Regressa, e na sua terra natal é editado um single – "Maria Candimba" – o
primeiro disco de sempre editado em Angola.
Para além de 4 temas,
o disco gravado por Garda nunca foi editado.
Quase 50 anos
depois, após muitas peripécias, Francisco Vasconcelos aposta no convite a
músicos de uma geração diferente de Garda para dar novas roupagens às suas
composições. O resultado pode ouvir-se naquele que, aos 80 anos, é o seu álbum
de estreia.
A história de vida
de Garda não pode ser resumida em algumas linhas, pelo que a Valentim de
Carvalho Multimédia preparou um documentário, em fase de produção. Este documentário terminará
com a festa de apresentação do álbum de Garda, 50 anos depois da primeira
gravação nos estúdios Valentim de Carvalho.
"Senti que queria gravar o disco da Garda pouco depois de
a conhecer. A sua irresistível presença, a grandeza como desdramatizou o relato
dos altos e baixos da sua vida e uma maqueta com uma gravação rudimentar de
quatro canções, chegaram para me conquistar logo no primeiro encontro. Senti
que tinha absolutamente que gravar o seu disco.

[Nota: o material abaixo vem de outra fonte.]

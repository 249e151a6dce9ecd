//! 应用层错误定义
//!
//! 统一的命令/查询错误类型

use thiserror::Error;

use crate::application::ports::RepositoryError;
use crate::domain::DomainError;

/// 应用层错误
#[derive(Debug, Error)]
pub enum ApplicationError {
    /// 资源未找到
    #[error("{resource_type} not found: {id}")]
    NotFound {
        resource_type: &'static str,
        id: i64,
    },

    /// 验证错误
    #[error("Validation error: {0}")]
    ValidationError(String),

    /// 仓储错误
    #[error("Repository error: {0}")]
    RepositoryError(String),
}

impl ApplicationError {
    /// 创建 NotFound 错误
    pub fn not_found(resource_type: &'static str, id: i64) -> Self {
        Self::NotFound { resource_type, id }
    }

    /// 创建验证错误
    pub fn validation(message: impl Into<String>) -> Self {
        Self::ValidationError(message.into())
    }
}

impl From<DomainError> for ApplicationError {
    fn from(err: DomainError) -> Self {
        Self::ValidationError(err.to_string())
    }
}

impl From<RepositoryError> for ApplicationError {
    fn from(err: RepositoryError) -> Self {
        match err {
            // 写入时引用已失效，与查库失败同属校验错误
            RepositoryError::ForeignKeyViolation(msg) => Self::ValidationError(msg),
            other => Self::RepositoryError(other.to_string()),
        }
    }
}
//! Infrastructure Layer - 基础设施层
//!
//! 提供所有端口的具体实现

pub mod http;
pub mod persistence;

pub use http::{AppState, HttpServer, ServerConfig};
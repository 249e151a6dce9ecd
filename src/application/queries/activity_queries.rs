//! Activity Queries

/// 列出所有活动查询
#[derive(Debug, Clone)]
pub struct ListActivities;
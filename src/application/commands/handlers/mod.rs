//! Command Handlers 实现
//!
//! 所有 CommandHandler 的具体实现

mod activity_handlers;
mod camper_handlers;
mod signup_handlers;

pub use activity_handlers::*;
pub use camper_handlers::*;
pub use signup_handlers::*;
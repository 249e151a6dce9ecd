//! Activity HTTP Handlers

use axum::{
    extract::{rejection::PathRejection, Path, State},
    http::StatusCode,
    Json,
};
use std::sync::Arc;

use crate::application::{DeleteActivity, ListActivities};
use crate::infrastructure::http::dto::ActivityView;
use crate::infrastructure::http::error::ApiError;
use crate::infrastructure::http::state::AppState;

/// 获取活动列表（不含报名）
pub async fn list_activities(
    State(state): State<Arc<AppState>>,
) -> Result<Json<Vec<ActivityView>>, ApiError> {
    let activities = state.list_activities_handler.handle(ListActivities).await?;
    Ok(Json(activities.into_iter().map(ActivityView::from).collect()))
}

/// 删除活动（级联删除其报名）
pub async fn delete_activity(
    State(state): State<Arc<AppState>>,
    path: Result<Path<i64>, PathRejection>,
) -> Result<StatusCode, ApiError> {
    let Path(activity_id) = path.map_err(|_| ApiError::NotFound("Activity"))?;

    state
        .delete_activity_handler
        .handle(DeleteActivity { activity_id })
        .await?;

    Ok(StatusCode::NO_CONTENT)
}
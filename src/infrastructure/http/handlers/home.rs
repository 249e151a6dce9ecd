//! Home Handler

/// 根路径：200，空响应体
pub async fn home() {}
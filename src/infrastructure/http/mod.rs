//! HTTP Layer - RESTful JSON API

pub mod dto;
pub mod error;
pub mod handlers;
pub mod middleware;
pub mod routes;
pub mod server;
pub mod state;

#[cfg(test)]
mod tests;

pub use error::ApiError;
pub use routes::create_routes;
pub use server::{build_router, HttpServer, ServerConfig};
pub use state::AppState;
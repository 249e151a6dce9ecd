//! Camp Context - 夏令营报名限界上下文
//!
//! 职责:
//! - 营员聚合（字段校验在赋值时执行）
//! - 活动聚合
//! - 报名实体（营员与活动的关联）

mod aggregate;
mod entities;
mod errors;
mod value_objects;

pub use aggregate::{Activity, Camper, CamperChanges, CamperPatch};
pub use entities::Signup;
pub use errors::DomainError;
pub use value_objects::{ActivityId, CamperAge, CamperId, CamperName, SignupTime};
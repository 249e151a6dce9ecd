//! Activity Commands

/// 删除活动命令（级联删除报名）
#[derive(Debug, Clone)]
pub struct DeleteActivity {
    pub activity_id: i64,
}
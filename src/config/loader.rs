//! Configuration Loader
//!
//! 实现多源配置加载与合并逻辑
//!
//! 优先级（从高到低）：
//! 1. 环境变量
//! 2. 配置文件（config.toml / config.local.toml）
//! 3. 默认值

use config::{Config, ConfigError as ConfigCrateError, Environment, File};
use std::path::Path;
use thiserror::Error;

use super::types::AppConfig;

/// 配置加载错误
#[derive(Debug, Error)]
pub enum ConfigError {
    #[error("Failed to load configuration: {0}")]
    LoadError(String),

    #[error("Failed to parse configuration: {0}")]
    ParseError(String),

    #[error("Configuration validation failed: {0}")]
    ValidationError(String),
}

impl From<ConfigCrateError> for ConfigError {
    fn from(err: ConfigCrateError) -> Self {
        ConfigError::LoadError(err.to_string())
    }
}

/// 配置文件搜索路径
const CONFIG_FILE_NAMES: &[&str] = &["config", "config.local"];

/// 加载应用配置
///
/// # 环境变量示例
/// - `CAMP_SERVER__PORT=8080`
/// - `CAMP_DATABASE__PATH=/var/lib/camp/camp.db`
/// - `CAMP_DATABASE__URL=sqlite::memory:`
/// - `CAMP_LOG__JSON=true`
pub fn load_config() -> Result<AppConfig, ConfigError> {
    load_config_from_path(None)
}

/// 从指定路径加载配置
///
/// `config_path` 为 None 时按 [`CONFIG_FILE_NAMES`] 搜索，文件都是可选的
pub fn load_config_from_path(config_path: Option<&Path>) -> Result<AppConfig, ConfigError> {
    let mut builder = Config::builder()
        .set_default("server.host", "0.0.0.0")?
        .set_default("server.port", 5555)?
        .set_default("database.path", "data/camp.db")?
        .set_default("database.max_connections", 5)?
        .set_default("log.level", "info")?
        .set_default("log.json", false)?;

    if let Some(path) = config_path {
        builder = builder.add_source(File::from(path).required(true));
    } else {
        for name in CONFIG_FILE_NAMES {
            builder = builder.add_source(File::with_name(name).required(false));
        }
    }

    // 前缀 CAMP_，层级分隔符 __，变量名会被转换为小写
    builder = builder.add_source(
        Environment::with_prefix("CAMP")
            .prefix_separator("_")
            .separator("__")
            .try_parsing(true),
    );

    let app_config: AppConfig = builder.build()?.try_deserialize().map_err(|e| {
        ConfigError::ParseError(format!("Failed to deserialize config: {}", e))
    })?;

    validate_config(&app_config)?;

    Ok(app_config)
}

/// 验证配置有效性
fn validate_config(config: &AppConfig) -> Result<(), ConfigError> {
    if config.server.port == 0 {
        return Err(ConfigError::ValidationError(
            "Server port cannot be 0".to_string(),
        ));
    }

    if config.database.uses_file_path() && config.database.path.is_empty() {
        return Err(ConfigError::ValidationError(
            "Database path cannot be empty".to_string(),
        ));
    }

    if config.database.max_connections == 0 {
        return Err(ConfigError::ValidationError(
            "Database max_connections must be at least 1".to_string(),
        ));
    }

    Ok(())
}

/// 打印配置信息（用于启动时日志）
pub fn print_config(config: &AppConfig) {
    tracing::info!("=== Application Configuration ===");
    tracing::info!("Server: {}", config.server.addr());
    match &config.database.url {
        Some(url) if !url.is_empty() => tracing::info!("Database URL: {}", url),
        _ => tracing::info!("Database: {}", config.database.path),
    }
    tracing::info!("Database Max Connections: {}", config.database.max_connections);
    tracing::info!("Log Level: {} (json: {})", config.log.level, config.log.json);
    tracing::info!("=================================");
}
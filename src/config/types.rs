//! Configuration Types
//!
//! 定义所有配置结构体

use serde::Deserialize;

/// 应用主配置
#[derive(Debug, Clone, Default, Deserialize)]
pub struct AppConfig {
    /// 服务器配置
    #[serde(default)]
    pub server: ServerConfig,

    /// 数据库配置
    #[serde(default)]
    pub database: DatabaseConfig,

    /// 日志配置
    #[serde(default)]
    pub log: LogConfig,
}

/// 服务器配置
#[derive(Debug, Clone, Deserialize)]
pub struct ServerConfig {
    /// 监听地址
    #[serde(default = "default_host")]
    pub host: String,

    /// 监听端口
    #[serde(default = "default_port")]
    pub port: u16,
}

fn default_host() -> String {
    "0.0.0.0".to_string()
}

fn default_port() -> u16 {
    5555
}

impl Default for ServerConfig {
    fn default() -> Self {
        Self {
            host: default_host(),
            port: default_port(),
        }
    }
}

impl ServerConfig {
    /// 获取服务器地址
    pub fn addr(&self) -> String {
        format!("{}:{}", self.host, self.port)
    }
}

/// 数据库配置
#[derive(Debug, Clone, Deserialize)]
pub struct DatabaseConfig {
    /// 数据库文件路径
    #[serde(default = "default_db_path")]
    pub path: String,

    /// 完整连接串，设置后忽略 `path`
    #[serde(default)]
    pub url: Option<String>,

    /// 最大连接数
    #[serde(default = "default_max_connections")]
    pub max_connections: u32,
}

fn default_db_path() -> String {
    "data/camp.db".to_string()
}

fn default_max_connections() -> u32 {
    5
}

impl Default for DatabaseConfig {
    fn default() -> Self {
        Self {
            path: default_db_path(),
            url: None,
            max_connections: default_max_connections(),
        }
    }
}

impl DatabaseConfig {
    /// 获取数据库 URL
    pub fn database_url(&self) -> String {
        match &self.url {
            Some(url) if !url.is_empty() => url.clone(),
            _ => format!("sqlite:{}?mode=rwc", self.path),
        }
    }

    /// 是否需要在本地创建数据库文件所在目录
    pub fn uses_file_path(&self) -> bool {
        self.url.as_deref().map_or(true, str::is_empty)
    }
}

/// 日志配置
#[derive(Debug, Clone, Deserialize)]
pub struct LogConfig {
    /// 日志级别
    #[serde(default = "default_log_level")]
    pub level: String,

    /// 是否启用 JSON 格式
    #[serde(default)]
    pub json: bool,
}

fn default_log_level() -> String {
    "info".to_string()
}

impl Default for LogConfig {
    fn default() -> Self {
        Self {
            level: default_log_level(),
            json: false,
        }
    }
}
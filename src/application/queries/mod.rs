//! 应用层 - 查询（读操作）
//!
//! CQRS 查询侧：处理所有读操作

mod activity_queries;
mod camper_queries;

pub mod handlers;

pub use activity_queries::*;
pub use camper_queries::*;
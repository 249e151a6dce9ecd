//! Application State
//!
//! 请求间唯一共享的是仓储背后的连接池，每个处理器经由这里拿到存储句柄

use std::sync::Arc;

use crate::application::{
    // Command handlers
    CreateCamperHandler, CreateSignupHandler, DeleteActivityHandler, UpdateCamperHandler,
    // Query handlers
    GetCamperHandler, ListActivitiesHandler, ListCampersHandler,
    // Ports
    ActivityRepositoryPort, CamperRepositoryPort, SignupRepositoryPort,
};
use crate::infrastructure::persistence::sqlite::{
    DbPool, SqliteActivityRepository, SqliteCamperRepository, SqliteSignupRepository,
};

/// 应用状态
pub struct AppState {
    // ========== Command Handlers ==========
    pub create_camper_handler: CreateCamperHandler,
    pub update_camper_handler: UpdateCamperHandler,
    pub delete_activity_handler: DeleteActivityHandler,
    pub create_signup_handler: CreateSignupHandler,

    // ========== Query Handlers ==========
    pub list_campers_handler: ListCampersHandler,
    pub get_camper_handler: GetCamperHandler,
    pub list_activities_handler: ListActivitiesHandler,
}

impl AppState {
    /// 创建应用状态
    pub fn new(
        camper_repo: Arc<dyn CamperRepositoryPort>,
        activity_repo: Arc<dyn ActivityRepositoryPort>,
        signup_repo: Arc<dyn SignupRepositoryPort>,
    ) -> Self {
        Self {
            // Command handlers
            create_camper_handler: CreateCamperHandler::new(camper_repo.clone()),
            update_camper_handler: UpdateCamperHandler::new(camper_repo.clone()),
            delete_activity_handler: DeleteActivityHandler::new(activity_repo.clone()),
            create_signup_handler: CreateSignupHandler::new(
                camper_repo.clone(),
                activity_repo.clone(),
                signup_repo,
            ),

            // Query handlers
            list_campers_handler: ListCampersHandler::new(camper_repo.clone()),
            get_camper_handler: GetCamperHandler::new(camper_repo),
            list_activities_handler: ListActivitiesHandler::new(activity_repo),
        }
    }

    /// 用同一个 SQLite 连接池创建全部仓储
    pub fn from_pool(pool: DbPool) -> Self {
        Self::new(
            Arc::new(SqliteCamperRepository::new(pool.clone())),
            Arc::new(SqliteActivityRepository::new(pool.clone())),
            Arc::new(SqliteSignupRepository::new(pool)),
        )
    }
}
//! SQLite Camper Repository

use async_trait::async_trait;
use sqlx::FromRow;

use super::{db_error, fetch_signups_with_activity, ActivityRow, DbPool};
use crate::application::ports::{
    ActivityRecord, CamperDetail, CamperRecord, CamperRepositoryPort, RepositoryError,
};
use crate::domain::{Camper, CamperChanges};

/// SQLite Camper Repository
pub struct SqliteCamperRepository {
    pool: DbPool,
}

impl SqliteCamperRepository {
    pub fn new(pool: DbPool) -> Self {
        Self { pool }
    }
}

#[derive(FromRow)]
pub(super) struct CamperRow {
    id: i64,
    name: String,
    age: i64,
}

impl From<CamperRow> for CamperRecord {
    fn from(row: CamperRow) -> Self {
        CamperRecord {
            id: row.id,
            name: row.name,
            age: row.age,
        }
    }
}

#[async_trait]
impl CamperRepositoryPort for SqliteCamperRepository {
    async fn insert(&self, camper: &Camper) -> Result<CamperRecord, RepositoryError> {
        let result = sqlx::query("INSERT INTO campers (name, age) VALUES (?, ?)")
            .bind(camper.name().as_str())
            .bind(camper.age().value())
            .execute(&self.pool)
            .await
            .map_err(db_error)?;

        Ok(CamperRecord {
            id: result.last_insert_rowid(),
            name: camper.name().to_string(),
            age: camper.age().value(),
        })
    }

    async fn find_by_id(&self, id: i64) -> Result<Option<CamperRecord>, RepositoryError> {
        let row: Option<CamperRow> =
            sqlx::query_as("SELECT id, name, age FROM campers WHERE id = ?")
                .bind(id)
                .fetch_optional(&self.pool)
                .await
                .map_err(db_error)?;

        Ok(row.map(CamperRecord::from))
    }

    async fn find_all(&self) -> Result<Vec<CamperRecord>, RepositoryError> {
        let rows: Vec<CamperRow> = sqlx::query_as("SELECT id, name, age FROM campers ORDER BY id")
            .fetch_all(&self.pool)
            .await
            .map_err(db_error)?;

        Ok(rows.into_iter().map(CamperRecord::from).collect())
    }

    async fn find_with_signups(&self, id: i64) -> Result<Option<CamperDetail>, RepositoryError> {
        // 营员和报名在同一个读事务里取，保证是同一份快照
        let mut tx = self.pool.begin().await.map_err(db_error)?;

        let row: Option<CamperRow> =
            sqlx::query_as("SELECT id, name, age FROM campers WHERE id = ?")
                .bind(id)
                .fetch_optional(&mut *tx)
                .await
                .map_err(db_error)?;

        let detail = match row {
            Some(row) => {
                let signups = fetch_signups_with_activity(&mut *tx, id)
                    .await
                    .map_err(db_error)?;
                Some(CamperDetail {
                    camper: row.into(),
                    signups,
                })
            }
            None => None,
        };

        tx.commit().await.map_err(db_error)?;

        Ok(detail)
    }

    async fn update_fields(
        &self,
        id: i64,
        changes: &CamperChanges,
    ) -> Result<Option<CamperRecord>, RepositoryError> {
        // 单条语句：未出现的列保持当前值，RETURNING 读回写入后的整行
        let row: Option<CamperRow> = sqlx::query_as(
            r#"
            UPDATE campers
            SET name = COALESCE(?, name), age = COALESCE(?, age)
            WHERE id = ?
            RETURNING id, name, age
            "#,
        )
        .bind(changes.name().map(|name| name.as_str()))
        .bind(changes.age().map(|age| age.value()))
        .bind(id)
        .fetch_optional(&self.pool)
        .await
        .map_err(db_error)?;

        Ok(row.map(CamperRecord::from))
    }

    async fn delete(&self, id: i64) -> Result<bool, RepositoryError> {
        // 使用事务确保原子性
        let mut tx = self.pool.begin().await.map_err(db_error)?;

        // 删除关联的 signups
        sqlx::query("DELETE FROM signups WHERE camper_id = ?")
            .bind(id)
            .execute(&mut *tx)
            .await
            .map_err(db_error)?;

        // 删除 camper
        let result = sqlx::query("DELETE FROM campers WHERE id = ?")
            .bind(id)
            .execute(&mut *tx)
            .await
            .map_err(db_error)?;

        tx.commit().await.map_err(db_error)?;

        Ok(result.rows_affected() > 0)
    }

    async fn find_activities(&self, camper_id: i64) -> Result<Vec<ActivityRecord>, RepositoryError> {
        let rows: Vec<ActivityRow> = sqlx::query_as(
            r#"
            SELECT a.id, a.name, a.difficulty
            FROM signups s
            JOIN activities a ON a.id = s.activity_id
            WHERE s.camper_id = ?
            ORDER BY s.id
            "#,
        )
        .bind(camper_id)
        .fetch_all(&self.pool)
        .await
        .map_err(db_error)?;

        Ok(rows.into_iter().map(ActivityRecord::from).collect())
    }
}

A edição é um negócio que só se faz bem com paixão. Mas
não deixa de ser um negócio e difícil! Quando me comprometi a avançar,
analisando a decisão pelo lado racional, dificilmente tinha argumentos para
justificar a gravação. O mercado discográfico estava (está) de pantanas, nem
mesmo os artistas consagrados são apostas seguras. Quando todas as editoras
estão obcecadas com a descoberta da próxima teenager popstar, preparava-me para
contratar uma artista que caminhava para os oitenta anos, consagrada por um
esquecimento de décadas. O estilo musical, esse, não podia estar mais longe do
pop instantâneo vendável em toques de telemóvel. Mas sentia que fazer o disco
da Garda era uma oportunidade que não podia passar. E foi muito salutar deixar
a paixão do editor sobrepor-se à racionalidade do negócio.
Não foi fácil – demorou mais de três anos a concluir –
porque a concretização desta gravação desafiava todos os cânones actuais. Na era
do digital, dominar pautas com arranjos para instrumentos acústicos não é para
qualquer um, nem encontrar músicos profissionais que se deixassem guiar pela
sensibilidade da mais velha, nem, tão pouco, conseguir que a atmosfera dos
tempos do vinil invadisse as sessões de estúdio e marcasse a gravação, mas
acabámos por descobrir os cúmplices perfeitos.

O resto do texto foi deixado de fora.